Collected data
--

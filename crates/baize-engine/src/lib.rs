pub mod api;
pub mod core;
pub mod systems;
pub mod bridge;
pub mod input;

// Re-export key types at crate root for convenience
pub use api::game::{Game, GameConfig, EngineContext};
pub use api::types::GameEvent;
pub use core::time::FrameClock;
pub use input::queue::{InputEvent, InputQueue};
pub use bridge::protocol::ProtocolLayout;
pub use systems::surface::{Surface, DrawCommand, DrawList};
pub use systems::vector::{VectorState, VectorVertex, VectorColor};
//! Billiards game - drag-to-shoot table with corner pockets.
//!
//! Each frame: clear, felt, pockets, move and draw every ball, resolve
//! contacts, draw the aim overlay. The loop has no end state; it keeps
//! running until the host stops ticking it.

use baize_engine::api::game::GameConfig;
use baize_engine::input::queue::{InputEvent, InputQueue};
use baize_engine::{EngineContext, Game, GameEvent, Surface};
use glam::Vec2;

use crate::config::{BilliardsConfig, ConfigError, Variant};
use crate::render::{draw_aim_overlay, draw_table};
use crate::sim::Simulation;

/// Custom event kinds from the host UI
pub mod events {
    /// Re-rack the current variant.
    pub const RESET: u32 = 1;
    /// Switch variant; `a` selects (0 = classic, 1 = tuned).
    pub const SET_VARIANT: u32 = 2;
}

/// Game event kinds to the host
pub mod game_events {
    /// `a` = ball index, `b`/`c` = where it dropped.
    pub const BALL_POTTED: f32 = 1.0;
    /// `a` = object balls left on the table. Sent every frame.
    pub const BALLS_REMAINING: f32 = 2.0;
    /// `a`/`b` = cue velocity.
    pub const SHOT: f32 = 3.0;
}

pub struct BilliardsGame {
    sim: Simulation,
}

impl BilliardsGame {
    pub fn new() -> Self {
        Self::with_config(BilliardsConfig::classic())
    }

    pub fn with_config(config: BilliardsConfig) -> Self {
        Self { sim: Simulation::new(config) }
    }

    pub fn sim(&self) -> &Simulation {
        &self.sim
    }

    pub fn sim_mut(&mut self) -> &mut Simulation {
        &mut self.sim
    }

    /// Replace the table setup with a JSON config. On error the current
    /// rack keeps running.
    pub fn load_config(&mut self, json: &str) -> Result<(), ConfigError> {
        let config = BilliardsConfig::from_json(json)?;
        self.sim = Simulation::new(config);
        log::info!("Config loaded ({} balls)", self.sim.balls().len());
        Ok(())
    }

    pub fn set_variant(&mut self, variant: Variant) {
        self.sim = Simulation::new(BilliardsConfig::for_variant(variant));
        log::info!("Switched to {:?} table", variant);
    }

    fn handle_input(&mut self, ctx: &mut EngineContext, input: &InputQueue) {
        for event in input.iter() {
            match *event {
                InputEvent::PointerDown { x, y } => self.sim.pointer_down(Vec2::new(x, y)),
                InputEvent::PointerMove { x, y } => self.sim.pointer_move(Vec2::new(x, y)),
                InputEvent::PointerUp { .. } => {
                    if let Some(vel) = self.sim.pointer_up() {
                        ctx.emit_event(GameEvent::new(game_events::SHOT, vel.x, vel.y, 0.0));
                    }
                }
                InputEvent::Custom { kind, .. } if kind == events::RESET => {
                    self.sim.reset();
                    log::info!("Rack reset");
                }
                InputEvent::Custom { kind, a, .. } if kind == events::SET_VARIANT => {
                    match Variant::from_selector(a) {
                        Some(variant) => self.set_variant(variant),
                        None => log::warn!("Unknown variant selector {}", a),
                    }
                }
                InputEvent::Custom { kind, .. } => log::debug!("Ignoring custom event {}", kind),
            }
        }
    }
}

impl Default for BilliardsGame {
    fn default() -> Self {
        Self::new()
    }
}

impl Game for BilliardsGame {
    fn config(&self) -> GameConfig {
        let table = self.sim.table();
        GameConfig {
            world_width: table.width,
            world_height: table.height,
            ..GameConfig::default()
        }
    }

    fn init(&mut self, _ctx: &mut EngineContext) {
        log::info!(
            "Table {}x{}, friction {}, {} balls",
            self.sim.table().width,
            self.sim.table().height,
            self.sim.table().friction,
            self.sim.balls().len()
        );
    }

    fn update(&mut self, ctx: &mut EngineContext, input: &InputQueue) {
        self.handle_input(ctx, input);

        ctx.vectors.clear();
        draw_table(&mut ctx.vectors, self.sim.table());

        let report = self.sim.step_and_draw(&mut ctx.vectors);
        for pot in &report.potted {
            ctx.emit_event(GameEvent::new(game_events::BALL_POTTED, pot.ball as f32, pot.pos.x, pot.pos.y));
        }

        if let Some(aim) = self.sim.aim().active() {
            let config = self.sim.config();
            draw_aim_overlay(
                &mut ctx.vectors,
                aim,
                self.sim.cue_ball(),
                self.sim.table(),
                config.stick,
                config.show_path_preview,
            );
        }

        ctx.emit_event(GameEvent::new(
            game_events::BALLS_REMAINING,
            self.sim.balls_remaining() as f32,
            0.0,
            0.0,
        ));
    }
}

--

PROBLEM REQUIREMENTS: Say how many lines in the records hold the string "report", please, and add no other words.

REPLY: 2